Sentence
arbitrale du 24 avril 1997 (Rev. Not. janvier 1998, p.60)
TESTAMENT.
‑ INTERPRETATION. ‑ I. APPLICATION DE LA REGLE POTIUS UT VALEANT QUAM UT PEREANT. ‑ II. TESTAMENT
AUTHENTIQUE. ‑INTERPRETATION. ‑ VALIDITE DU TEMOIGNAGE APPORTE PAR
LE NOTAIRE.
I. ‑
Il faut interpréter une disposition testamentaire dans le sens où elle peut
recevoir quelque effet, plutôt que dans celui avec lequel elle pourrait n'en
produire aucun. Par application de ce principe, dans le cas où un testament
stipule que les legs comportant une quotité de l'actif successoral seront
délivrés après règlement du passif successoral, des droits de succession et des
frais de notaire, il est raisonnable de considérer que la testatrice a voulu
mettre les droits de succession dus pur les légataires à charge de la masse.

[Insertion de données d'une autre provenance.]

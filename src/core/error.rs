use thiserror::Error;

/// Errors surfaced by the runtime and its backends
#[derive(Debug, Error)]
pub enum RuntimeError {
    /// The native display or windowing subsystem cannot be reached
    #[error("windowing backend unavailable: {0}")]
    BackendUnavailable(String),

    #[error("runtime is already configured")]
    AlreadyConfigured,

    #[error("runtime is not configured; call configure() before {0}()")]
    NotConfigured(&'static str),

    #[error("runtime has already been started")]
    AlreadyStarted,

    #[error("runtime has not been started; call begin() before {0}()")]
    NotStarted(&'static str),

    #[error("runtime has been stopped")]
    Stopped,

    #[error("invalid window geometry {width}x{height}; both sides must be non-zero")]
    InvalidGeometry { width: u32, height: u32 },

    #[error("failed to spawn frame thread: {0}")]
    Spawn(#[from] std::io::Error),

    #[error("frame thread panicked")]
    WorkerPanicked,
}

pub type Result<T> = std::result::Result<T, RuntimeError>;
/// Key transition carried by a key event
#[derive(Debug, Clone, Copy, PartialEq, Eq, Hash)]
pub enum KeyPhase {
    Press,
    Release,
}

/// Result of a single poll
///
/// Only `Key` carries data. Events are produced fresh each poll and never retained.
#[derive(Debug, Clone, Copy, PartialEq, Eq, Hash, Default)]
pub enum Event {
    /// Nothing happened, or something the runtime does not care about
    #[default]
    None,
    Key { phase: KeyPhase },
}

impl Event {
    pub const fn press() -> Self {
        Event::Key {
            phase: KeyPhase::Press,
        }
    }

    pub const fn release() -> Self {
        Event::Key {
            phase: KeyPhase::Release,
        }
    }

    pub fn is_none(&self) -> bool {
        matches!(self, Event::None)
    }

    pub fn is_key(&self) -> bool {
        matches!(self, Event::Key { .. })
    }

    pub fn key_phase(&self) -> Option<KeyPhase> {
        match self {
            Event::Key { phase } => Some(*phase),
            Event::None => None,
        }
    }
}

impl From<KeyPhase> for Event {
    fn from(phase: KeyPhase) -> Self {
        Event::Key { phase }
    }
}

#[cfg(test)]
mod tests {
    use super::*;

    #[test]
    fn default_is_none() {
        assert_eq!(Event::default(), Event::None);
        assert!(Event::default().is_none());
    }

    #[test]
    fn key_phase_only_for_keys() {
        assert_eq!(Event::press().key_phase(), Some(KeyPhase::Press));
        assert_eq!(Event::release().key_phase(), Some(KeyPhase::Release));
        assert_eq!(Event::None.key_phase(), None);
    }

    #[test]
    fn key_events_compare_by_phase() {
        assert_eq!(Event::press(), Event::from(KeyPhase::Press));
        assert_ne!(Event::press(), Event::release());
        assert!(Event::release().is_key());
        assert!(!Event::None.is_key());
    }
}
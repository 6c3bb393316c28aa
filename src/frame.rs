/// Frame metadata - carries frame number and timing info
#[derive(Debug, Clone, Copy, PartialEq)]
pub struct FrameInfo {
    pub number: u64,
    /// Seconds since the loop started
    pub time: f32,
    /// Seconds since the previous frame (0 on the first frame)
    pub delta: f32,
}

impl FrameInfo {
    pub fn new(number: u64, time: f32, delta: f32) -> Self {
        Self { number, time, delta }
    }
}

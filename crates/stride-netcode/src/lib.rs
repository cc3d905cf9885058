//! Stride Netcode - Client prediction and server reconciliation
//!
//! This crate keeps a client's locally controlled entity responsive while the
//! server stays authoritative:
//!
//! - **Input Sequencing**: Stamp, predict and buffer each tick of input
//! - **Authority**: Apply each input exactly once on the server
//! - **Reconciliation**: Rewind to the server's position and replay
//! - **Replication**: Re-deliver the latest snapshot, last write wins
//! - **Transport**: Unreliable datagrams, lossy in-memory link for tests
//!
//! # Architecture
//!
//! ```text
//! ┌───────────────────────────── Client ─────────────────────────────┐
//! │  ┌──────────────┐  ┌──────────────┐  ┌──────────────────────┐    │
//! │  │ InputSource  │─▶│  Sequencer   │─▶│ InputBuffer (≤ 50)   │    │
//! │  └──────────────┘  └──────┬───────┘  └──────────┬───────────┘    │
//! │                           │ predict             │ batch          │
//! │                    ┌──────▼───────┐             │                │
//! │                    │  Simulator   │◀─┐ replay   │                │
//! │                    └──────────────┘  │          │                │
//! │                    ┌──────────────┐  │          │                │
//! │                    │  Reconciler  │──┘          │                │
//! │                    └──────▲───────┘             │                │
//! └───────────────────────────┼─────────────────────┼────────────────┘
//!                  (seq, pos) │                     │ inputs
//! ┌───────────────────────────┼───── Server ────────▼────────────────┐
//! │                    ┌──────┴────────────────────────────────┐     │
//! │                    │ AuthoritativeProcessor (skip seq ≤ n) │     │
//! │                    └───────────────────────────────────────┘     │
//! └──────────────────────────────────────────────────────────────────┘
//! ```
//!
//! # Example
//!
//! ```
//! use stride_core::{FacingQuadrant, GroundPlane, InputSource, Vec3};
//! use stride_netcode::{Role, Session, StrideConfig};
//!
//! struct Forward;
//!
//! impl InputSource for Forward {
//!     fn sample_raw_axes(&mut self) -> (f32, f32) {
//!         (0.0, 1.0)
//!     }
//!
//!     fn sample_jump(&mut self) -> bool {
//!         false
//!     }
//! }
//!
//! let mut client = Session::new(StrideConfig::default()).unwrap();
//! let mut server = Session::new(StrideConfig::default()).unwrap();
//! client.spawn(1, Role::Predicted, Vec3::ZERO).unwrap();
//! server.spawn(1, Role::Authority, Vec3::ZERO).unwrap();
//! let mut ground = GroundPlane::default();
//!
//! for packet in client.fixed_update(&mut Forward, FacingQuadrant::default(), &mut ground) {
//!     if let Some(reply) = server.dispatch(packet, &mut ground).unwrap() {
//!         client.dispatch(reply, &mut ground).unwrap();
//!     }
//! }
//!
//! let client_pos = client.entity(1).unwrap().position();
//! assert_eq!(server.entity(1).unwrap().position(), client_pos);
//! ```

mod authority;
mod config;
mod entity;
mod error;
mod input_buffer;
mod link;
mod reconciliation;
mod sequencer;
mod session;
mod step;
mod transport;
mod wire;

pub use authority::AuthoritativeProcessor;
pub use config::{
    NetcodeConfig, StrideConfig, DEFAULT_CORRECTION_THRESHOLD, DEFAULT_INPUT_BUFFER_CAPACITY,
    DEFAULT_SEND_INTERVAL_SECS,
};
pub use entity::{NetworkedControl, NetworkedEntity, Role};
pub use error::{Error, Result};
pub use input_buffer::InputBuffer;
pub use link::{LinkConditions, LinkEnd, LinkError, LinkStats, LossyLink};
pub use reconciliation::{
    AxisCorrection, AxisDivergence, Correction, CorrectionBasis, CorrectionPolicy,
    ReconcileOutcome, ReconcilePhase, Reconciler,
};
pub use sequencer::{InputSequencer, SequencedTick};
pub use session::Session;
pub use step::StepContext;
pub use transport::Transport;
pub use wire::{AuthoritativeSnapshot, EntityId, Packet};
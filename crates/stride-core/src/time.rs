//! Fixed-timestep time keeping
//!
//! - `Tick` - Logical time unit
//! - `Sequence` - Per-input counter used for ordering and acknowledgment
//! - `FixedClock` - Simulation clock with a constant delta time
//! - `SendSchedule` - Interval gate for batched network sends

use crate::error::{Error, Result};
use serde::{Deserialize, Serialize};

/// A discrete tick identifier (logical time unit)
pub type Tick = u64;

/// Monotonic input sequence number. Zero means "nothing yet".
pub type Sequence = u32;

/// Default fixed tick rate (a 0.02 s physics step)
pub const DEFAULT_TICK_RATE_HZ: u32 = 50;

/// Fixed-timestep simulation clock
#[derive(Debug, Clone, Serialize, Deserialize)]
pub struct FixedClock {
    /// Current tick number
    tick: Tick,
    /// Configured tick rate
    tick_rate_hz: u32,
    /// Seconds per tick
    delta_time: f32,
}

impl FixedClock {
    /// Create a clock at tick 0
    pub fn new(tick_rate_hz: u32) -> Result<Self> {
        if tick_rate_hz == 0 {
            return Err(Error::InvalidTickRate(tick_rate_hz));
        }
        Ok(Self {
            tick: 0,
            tick_rate_hz,
            delta_time: 1.0 / tick_rate_hz as f32,
        })
    }

    /// Advance to the next tick
    pub fn advance(&mut self) {
        self.tick += 1;
    }

    /// Current tick
    pub fn tick(&self) -> Tick {
        self.tick
    }

    pub fn tick_rate_hz(&self) -> u32 {
        self.tick_rate_hz
    }

    /// Constant step duration in seconds
    pub fn delta_time(&self) -> f32 {
        self.delta_time
    }

    /// Simulated seconds elapsed since tick 0
    pub fn elapsed_secs(&self) -> f64 {
        self.tick as f64 / f64::from(self.tick_rate_hz)
    }
}

impl Default for FixedClock {
    fn default() -> Self {
        Self {
            tick: 0,
            tick_rate_hz: DEFAULT_TICK_RATE_HZ,
            delta_time: 1.0 / DEFAULT_TICK_RATE_HZ as f32,
        }
    }
}

/// Gate that opens at most once per interval
///
/// Once the gate opens at time `t`, it stays shut until strictly after
/// `t + interval`.
#[derive(Debug, Clone, Serialize, Deserialize)]
pub struct SendSchedule {
    interval_secs: f64,
    next_send_at: f64,
}

impl SendSchedule {
    /// Create a schedule that is due immediately
    pub fn new(interval_secs: f64) -> Self {
        Self {
            interval_secs,
            next_send_at: f64::NEG_INFINITY,
        }
    }

    /// Check whether a send is due at `now`; `force` bypasses the interval.
    ///
    /// Opening the gate re-arms it for `now + interval`.
    pub fn poll(&mut self, now: f64, force: bool) -> bool {
        if force || self.next_send_at < now {
            self.next_send_at = now + self.interval_secs;
            true
        } else {
            false
        }
    }
}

II. ‑ Il n’est pats interdit
à un notoire de porter témoignage concernant un testament qu'il a reçu, dans
les limites admises en matière d'interprétation de testament pour le recours à
des éléments intrinsèques.
Toutefois, ce témoignage ne peut être reçu dans une situation litigieuse, où le même notaire agit comme le conseil exclusif d’une des parties.